Les origines néolibérales de la mondialisation : retour sur l’émergence d’un ordre géopolitique aujourd’hui menacé
Le néolibéralisme est progressivement parvenu à redéfinir l’ordre mondial lors du siècle dernier. Ses principes sont aujourd’hui remis en cause aussi bien aux États-Unis que par de nombreuses voix en Europe et ailleurs dans le monde.


L’avènement du néolibéralisme est souvent associé à l’élection de Margaret Thatcher au Royaume-Uni en 1979 et de Ronald Reagan aux États-Unis l’année suivante. En réalité, cette rationalité politique s’est lentement glissée au sein des politiques économiques à partir de la fin de la Seconde Guerre mondiale, à la faveur d’une lente intégration de l’Europe de l’Ouest et des États-Unis.
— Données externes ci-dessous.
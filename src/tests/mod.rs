// Test modules for natward
// Shared helpers live here; each module covers one area of the crate

mod config_tests;
mod connectivity_tests;

use crate::address::Multiaddr;
use crate::connectivity::client::NatClient;
use crate::connectivity::types::{MapRequest, MappingError, MappingProtocol};
use async_trait::async_trait;
use std::collections::HashSet;
use std::net::IpAddr;
use std::sync::Mutex;
use std::sync::atomic::{AtomicBool, AtomicUsize, Ordering};
use tokio::sync::Notify;

pub(crate) fn ma(s: &str) -> Multiaddr {
    s.parse().unwrap()
}

/// Scriptable NAT client that records every call
pub(crate) struct StubClient {
    external_ip: Mutex<Result<IpAddr, String>>,
    external_ip_calls: AtomicUsize,
    map_calls: Mutex<Vec<MapRequest>>,
    unmap_calls: Mutex<Vec<MapRequest>>,
    failing_ports: Mutex<HashSet<u16>>,
    fail_all_maps: AtomicBool,
    fail_unmaps: AtomicBool,
    granted_port: Mutex<Option<u16>>,
    hold_maps: AtomicBool,
    release: Notify,
    hold_external_ip: AtomicBool,
    external_ip_release: Notify,
    hold_unmaps: AtomicBool,
    unmap_release: Notify,
}

impl StubClient {
    pub(crate) fn resolving(ip: &str) -> Self {
        Self {
            external_ip: Mutex::new(Ok(ip.parse().unwrap())),
            external_ip_calls: AtomicUsize::new(0),
            map_calls: Mutex::new(Vec::new()),
            unmap_calls: Mutex::new(Vec::new()),
            failing_ports: Mutex::new(HashSet::new()),
            fail_all_maps: AtomicBool::new(false),
            fail_unmaps: AtomicBool::new(false),
            granted_port: Mutex::new(None),
            hold_maps: AtomicBool::new(false),
            release: Notify::new(),
            hold_external_ip: AtomicBool::new(false),
            external_ip_release: Notify::new(),
            hold_unmaps: AtomicBool::new(false),
            unmap_release: Notify::new(),
        }
    }

    pub(crate) fn unreachable() -> Self {
        let stub = Self::resolving("0.0.0.0");
        stub.set_external_ip_error("no gateway");
        stub
    }

    pub(crate) fn set_external_ip(&self, ip: &str) {
        *self.external_ip.lock().unwrap() = Ok(ip.parse().unwrap());
    }

    pub(crate) fn set_external_ip_error(&self, message: &str) {
        *self.external_ip.lock().unwrap() = Err(message.to_string());
    }

    /// Refuse mappings for this private port
    pub(crate) fn fail_port(&self, port: u16) {
        self.failing_ports.lock().unwrap().insert(port);
    }

    pub(crate) fn set_fail_all_maps(&self, fail: bool) {
        self.fail_all_maps.store(fail, Ordering::SeqCst);
    }

    pub(crate) fn set_fail_unmaps(&self, fail: bool) {
        self.fail_unmaps.store(fail, Ordering::SeqCst);
    }

    /// Grant this external port instead of the suggested one
    pub(crate) fn grant_port(&self, port: u16) {
        *self.granted_port.lock().unwrap() = Some(port);
    }

    /// Park map calls until `release_map` is called
    pub(crate) fn hold_maps(&self) {
        self.hold_maps.store(true, Ordering::SeqCst);
    }

    pub(crate) fn release_map(&self) {
        self.hold_maps.store(false, Ordering::SeqCst);
        self.release.notify_one();
    }

    /// Park external IP lookups until `release_external_ip` is called
    pub(crate) fn hold_external_ip(&self) {
        self.hold_external_ip.store(true, Ordering::SeqCst);
    }

    pub(crate) fn release_external_ip(&self) {
        self.hold_external_ip.store(false, Ordering::SeqCst);
        self.external_ip_release.notify_one();
    }

    /// Park unmap calls until `release_unmap` is called
    pub(crate) fn hold_unmaps(&self) {
        self.hold_unmaps.store(true, Ordering::SeqCst);
    }

    pub(crate) fn release_unmap(&self) {
        self.hold_unmaps.store(false, Ordering::SeqCst);
        self.unmap_release.notify_one();
    }

    pub(crate) fn external_ip_calls(&self) -> usize {
        self.external_ip_calls.load(Ordering::SeqCst)
    }

    pub(crate) fn map_calls(&self) -> Vec<MapRequest> {
        self.map_calls.lock().unwrap().clone()
    }

    pub(crate) fn unmap_calls(&self) -> Vec<MapRequest> {
        self.unmap_calls.lock().unwrap().clone()
    }
}

#[async_trait]
impl NatClient for StubClient {
    fn protocol(&self) -> MappingProtocol {
        MappingProtocol::UPnP
    }

    async fn external_ip(&self) -> Result<IpAddr, MappingError> {
        self.external_ip_calls.fetch_add(1, Ordering::SeqCst);

        if self.hold_external_ip.load(Ordering::SeqCst) {
            self.external_ip_release.notified().await;
        }

        self.external_ip
            .lock()
            .unwrap()
            .clone()
            .map_err(MappingError::GatewayError)
    }

    async fn map(&self, request: &MapRequest) -> Result<u16, MappingError> {
        self.map_calls.lock().unwrap().push(request.clone());

        if self.hold_maps.load(Ordering::SeqCst) {
            self.release.notified().await;
        }

        if self.fail_all_maps.load(Ordering::SeqCst)
            || self.failing_ports.lock().unwrap().contains(&request.private_port)
        {
            return Err(MappingError::GatewayError("ConflictInMappingEntry".to_string()));
        }

        let granted = *self.granted_port.lock().unwrap();
        Ok(granted.unwrap_or(request.public_port))
    }

    async fn unmap(&self, request: &MapRequest) -> Result<(), MappingError> {
        self.unmap_calls.lock().unwrap().push(request.clone());

        if self.hold_unmaps.load(Ordering::SeqCst) {
            self.unmap_release.notified().await;
        }

        if self.fail_unmaps.load(Ordering::SeqCst) {
            return Err(MappingError::Timeout);
        }
        Ok(())
    }
}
Retour sur la lente et discrète ascension des idées néolibérales qui visaient initialement à fonder la paix mondiale sur l’intégration marchande des nations, à l’heure où la déception générée par leurs promesses non tenues se manifeste en de nombreux lieux de la planète.
En août 1938, alors qu’Hitler s’apprête à envahir les Sudètes en Tchécoslovaquie, plusieurs économistes et philosophes européens dont Friedrich von Hayek, Michael Heilperin, Wilhelm Röpke et Jacques Rueff profitent de la venue à Paris de l’influent journaliste américain Walter Lippmann pour imaginer avec lui les conditions de restauration de la paix et de la liberté dans le monde.
Ensemble, ils constatent l’échec aussi bien du vieux libéralisme que des remèdes dirigistes et nationalistes imaginés pour le surmonter. Ils parviennent à la conclusion que la paix internationale ne pourra être garantie que grâce à l’institutionnalisation d’un marché mondial fondé sur des règles que les États auront un intérêt économique à respecter, y compris en renonçant à une partie de leur souveraineté : à leurs yeux, il est indispensable de garantir la liberté des prix, de la concurrence et des flux de marchandises et de capitaux.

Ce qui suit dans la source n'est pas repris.